Given data:
---+---

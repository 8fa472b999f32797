//! Accounting for per-request temporary artifacts.

use std::sync::Arc;
use std::sync::atomic::{AtomicUsize, Ordering};

/// Counts live request-scoped artifacts across the whole pipeline.
#[derive(Debug, Clone, Default)]
pub struct ResourceLedger {
    live: Arc<AtomicUsize>,
    bytes: Arc<AtomicUsize>,
}

impl ResourceLedger {
    pub fn new() -> Self {
        Self::default()
    }

    /// Register an artifact of `bytes` size. Released when the lease drops.
    pub fn lease(&self, bytes: usize) -> Lease {
        self.live.fetch_add(1, Ordering::SeqCst);
        self.bytes.fetch_add(bytes, Ordering::SeqCst);
        Lease {
            live: Arc::clone(&self.live),
            bytes: Arc::clone(&self.bytes),
            size: bytes,
        }
    }

    /// Artifacts currently alive.
    pub fn live(&self) -> usize {
        self.live.load(Ordering::SeqCst)
    }

    /// Bytes held by live artifacts.
    pub fn live_bytes(&self) -> usize {
        self.bytes.load(Ordering::SeqCst)
    }
}

/// Registration of one artifact in a [`ResourceLedger`].
#[derive(Debug)]
pub struct Lease {
    live: Arc<AtomicUsize>,
    bytes: Arc<AtomicUsize>,
    size: usize,
}

impl Lease {
    /// A lease not attached to any ledger.
    pub fn detached(size: usize) -> Self {
        ResourceLedger::new().lease(size)
    }
}

impl Drop for Lease {
    fn drop(&mut self) {
        self.live.fetch_sub(1, Ordering::SeqCst);
        self.bytes.fetch_sub(self.size, Ordering::SeqCst);
    }
}
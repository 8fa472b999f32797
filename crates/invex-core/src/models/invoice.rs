//! Invoice record and output schema.

use chrono::{DateTime, NaiveDate, Utc};
use rust_decimal::Decimal;
use serde::{Deserialize, Serialize};

use crate::invoice::fields::ExtractedField;
use crate::models::config::Strategy;
use crate::models::document::TokenId;

/// Postal address.
#[derive(Debug, Clone, Default, PartialEq, Serialize, Deserialize)]
pub struct Address {
    #[serde(skip_serializing_if = "Option::is_none")]
    pub street: Option<String>,

    #[serde(skip_serializing_if = "Option::is_none")]
    pub city: Option<String>,

    #[serde(skip_serializing_if = "Option::is_none")]
    pub postal_code: Option<String>,

    #[serde(skip_serializing_if = "Option::is_none")]
    pub country: Option<String>,
}

impl Address {
    /// Check if address has no data.
    pub fn is_empty(&self) -> bool {
        self.street.is_none()
            && self.city.is_none()
            && self.postal_code.is_none()
            && self.country.is_none()
    }

    /// Format address as a single line.
    pub fn format(&self) -> String {
        let mut parts = Vec::new();
        if let Some(street) = &self.street {
            parts.push(street.clone());
        }
        match (&self.postal_code, &self.city) {
            (Some(code), Some(city)) => parts.push(format!("{} {}", code, city)),
            (Some(code), None) => parts.push(code.clone()),
            (None, Some(city)) => parts.push(city.clone()),
            (None, None) => {}
        }
        if let Some(country) = &self.country {
            parts.push(country.clone());
        }
        parts.join(", ")
    }
}

/// Supplier contact details.
#[derive(Debug, Clone, Default, PartialEq, Serialize, Deserialize)]
pub struct Contact {
    #[serde(skip_serializing_if = "Option::is_none")]
    pub phone: Option<String>,

    #[serde(skip_serializing_if = "Option::is_none")]
    pub email: Option<String>,
}

/// The party issuing the invoice.
#[derive(Debug, Clone, Default, PartialEq, Serialize, Deserialize)]
pub struct Supplier {
    #[serde(skip_serializing_if = "Option::is_none")]
    pub name: Option<String>,

    pub address: Address,

    /// French company registration number (SIREN or SIRET).
    #[serde(skip_serializing_if = "Option::is_none")]
    pub siret: Option<String>,

    /// Intra-community VAT number.
    #[serde(skip_serializing_if = "Option::is_none")]
    pub vat_number: Option<String>,

    pub contact: Contact,
}

/// The party being invoiced.
#[derive(Debug, Clone, Default, PartialEq, Serialize, Deserialize)]
pub struct Customer {
    #[serde(skip_serializing_if = "Option::is_none")]
    pub name: Option<String>,

    pub address: Address,

    #[serde(skip_serializing_if = "Option::is_none")]
    pub customer_id: Option<String>,
}

/// Invoice identification and payment metadata.
#[derive(Debug, Clone, Default, PartialEq, Serialize, Deserialize)]
pub struct InvoiceInfo {
    #[serde(skip_serializing_if = "Option::is_none")]
    pub number: Option<String>,

    /// Issue date (YYYY-MM-DD).
    #[serde(skip_serializing_if = "Option::is_none")]
    pub date: Option<NaiveDate>,

    #[serde(skip_serializing_if = "Option::is_none")]
    pub due_date: Option<NaiveDate>,

    /// ISO 4217 currency code.
    #[serde(skip_serializing_if = "Option::is_none")]
    pub currency: Option<String>,

    #[serde(skip_serializing_if = "Option::is_none")]
    pub payment_terms: Option<String>,
}

/// A single line item on the invoice.
#[derive(Debug, Clone, PartialEq, Serialize, Deserialize)]
pub struct LineItem {
    pub description: String,

    pub quantity: Decimal,

    pub unit_price: Decimal,

    /// Rate as a fraction (0.20 for 20%).
    pub vat_rate: Decimal,

    pub amount_excl_vat: Decimal,

    pub vat_amount: Decimal,

    pub amount_incl_vat: Decimal,

    /// Columns computed from the others rather than read from the row.
    #[serde(default, skip_serializing_if = "Vec::is_empty")]
    pub derived: Vec<String>,

    /// Row confidence in [0, 1].
    #[serde(skip)]
    pub confidence: f32,

    /// Tokens the row was read from.
    #[serde(skip)]
    pub source_tokens: Vec<TokenId>,
}

/// Invoice totals.
#[derive(Debug, Clone, Default, PartialEq, Serialize, Deserialize)]
pub struct Totals {
    #[serde(skip_serializing_if = "Option::is_none")]
    pub subtotal_excl_vat: Option<Decimal>,

    #[serde(skip_serializing_if = "Option::is_none")]
    pub total_vat: Option<Decimal>,

    #[serde(skip_serializing_if = "Option::is_none")]
    pub total_incl_vat: Option<Decimal>,

    #[serde(skip_serializing_if = "Option::is_none")]
    pub amount_due: Option<Decimal>,
}

/// A recorded discrepancy that did not abort processing.
#[derive(Debug, Clone, PartialEq, Eq, Serialize, Deserialize)]
pub struct Anomaly {
    /// Dotted path of the field concerned, e.g. `totals.total_incl_vat`.
    pub field: String,
    pub issue: String,
}

impl Anomaly {
    pub fn new(field: impl Into<String>, issue: impl Into<String>) -> Self {
        Self {
            field: field.into(),
            issue: issue.into(),
        }
    }
}

/// Outcome of the consistency checks.
#[derive(Debug, Clone, PartialEq, Serialize, Deserialize)]
pub struct ValidationReport {
    /// Line items reconcile with `totals.total_incl_vat`.
    pub calculation_check: bool,
    pub required_fields_present: bool,
    /// Weighted field confidence, penalized by anomalies. In [0, 1].
    pub data_quality_score: f32,
    #[serde(default)]
    pub anomalies: Vec<Anomaly>,
}

/// Structured invoice data extracted from a document.
#[derive(Debug, Clone, Default, PartialEq, Serialize, Deserialize)]
pub struct InvoiceRecord {
    pub supplier: Supplier,
    pub customer: Customer,
    pub invoice: InvoiceInfo,
    /// Document order.
    pub line_items: Vec<LineItem>,
    pub totals: Totals,
    pub validation: Option<ValidationReport>,
}

/// Processing metadata attached to the output.
#[derive(Debug, Clone, PartialEq, Serialize, Deserialize)]
pub struct ProcessingMetadata {
    #[serde(skip_serializing_if = "Option::is_none")]
    pub filename: Option<String>,

    /// Time processing started (ISO-8601).
    pub processing_date: DateTime<Utc>,

    /// Overall confidence in [0, 1].
    pub confidence_score: f32,

    /// Wall-clock processing time in seconds.
    pub processing_time: f64,

    pub page_count: usize,

    #[serde(default, skip_serializing_if = "Vec::is_empty")]
    pub low_confidence_pages: Vec<usize>,

    pub ocr_backend: String,

    pub strategy: Strategy,

    /// Stage anomalies when validation was disabled.
    #[serde(default, skip_serializing_if = "Vec::is_empty")]
    pub warnings: Vec<String>,
}

/// Final, schema-conformant pipeline output.
#[derive(Debug, Clone, PartialEq, Serialize, Deserialize)]
pub struct ProcessedInvoice {
    pub metadata: ProcessingMetadata,

    #[serde(flatten)]
    pub record: InvoiceRecord,

    /// Extraction trace, present when requested.
    #[serde(default, skip_serializing_if = "Option::is_none")]
    pub fields: Option<Vec<ExtractedField>>,
}
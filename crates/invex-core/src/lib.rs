//! Core library for invoice extraction and validation.
//!
//! This crate provides:
//! - Page normalization (rasterization, orientation, deskew, cleanup)
//! - OCR text recovery using PaddleOCR models
//! - Layout assembly into lines, blocks and tables
//! - Invoice field extraction (SIRET, VAT numbers, dates, amounts, line items)
//! - Arithmetic consistency validation and confidence scoring
//!
//! The entry point is [`Pipeline`]: `submit` a [`Document`] and get back a
//! [`ProcessedInvoice`], or ask for its `health`.

pub mod assemble;
pub mod error;
pub mod invoice;
pub mod layout;
pub mod models;
pub mod normalize;
pub mod ocr;
pub mod pdf;
pub mod pipeline;
pub mod validation;

pub use error::{PipelineError, Result};
pub use invoice::{ExtractedField, FieldKey, FieldValue, InvoiceExtractor, StrategyKind};
pub use models::config::{InvexConfig, Strategy};
pub use models::document::{Document, DocumentFormat};
pub use models::invoice::{
    Address, Anomaly, Contact, Customer, InvoiceInfo, InvoiceRecord, LineItem, ProcessedInvoice,
    ProcessingMetadata, Supplier, Totals, ValidationReport,
};
pub use ocr::{OcrBackend, create_backend};
#[cfg(feature = "native")]
pub use ocr::PureOcrBackend;
pub use pipeline::{HealthStatus, Pipeline, SubmitOptions};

---+---

Aim of the task:
For the entries above, say how many lines contain the word "push", giving the number alone.

Written solution:
5